# THE TASK
Below are some records; state how many of their lines contain the word "diesel", and add nothing.
*** DATA FOR ANALYSIS ***
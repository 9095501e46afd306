use std::sync::Arc;

use axum::{Router, routing::get};
use diesel::{deserialize::FromSqlRow, expression::AsExpression};
use serde::{Deserialize, Serialize};
use uuid::Uuid;

use crate::{conversation, state::AppState, template};

mod handler;
pub mod model;
pub mod repository;
pub mod service;

type Result<T> = std::result::Result<T, Error>;
pub type Repository = Arc<dyn repository::MessageRepository + Send + Sync>;
pub type Service = Arc<dyn service::MessageService + Send + Sync>;

pub fn api<S>(s: AppState) -> Router<S> {
    Router::new()
        .route(
            "/messages",
            get(handler::api::find_all).post(handler::api::create),
        )
        .with_state(s)
}

#[derive(Clone, Debug, Deserialize, Serialize, Hash, PartialEq, Eq, FromSqlRow, AsExpression)]
#[diesel(sql_type = diesel::sql_types::Uuid)]
pub struct Id(Uuid);

messenger_crm::uuid_id!(Id);

#[derive(thiserror::Error, Debug)]
pub enum Error {
    #[error("message has no body, image or audio")]
    EmptyContent,
    #[error("template not found: {0:?}")]
    TemplateNotFound(template::Id),

    #[error(transparent)]
    _Conversation(#[from] conversation::Error),
    #[error(transparent)]
    _R2d2(#[from] r2d2::Error),
    #[error(transparent)]
    _Diesel(#[from] diesel::result::Error),
}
***
# RESPONSE TO THIS EXERCISE
3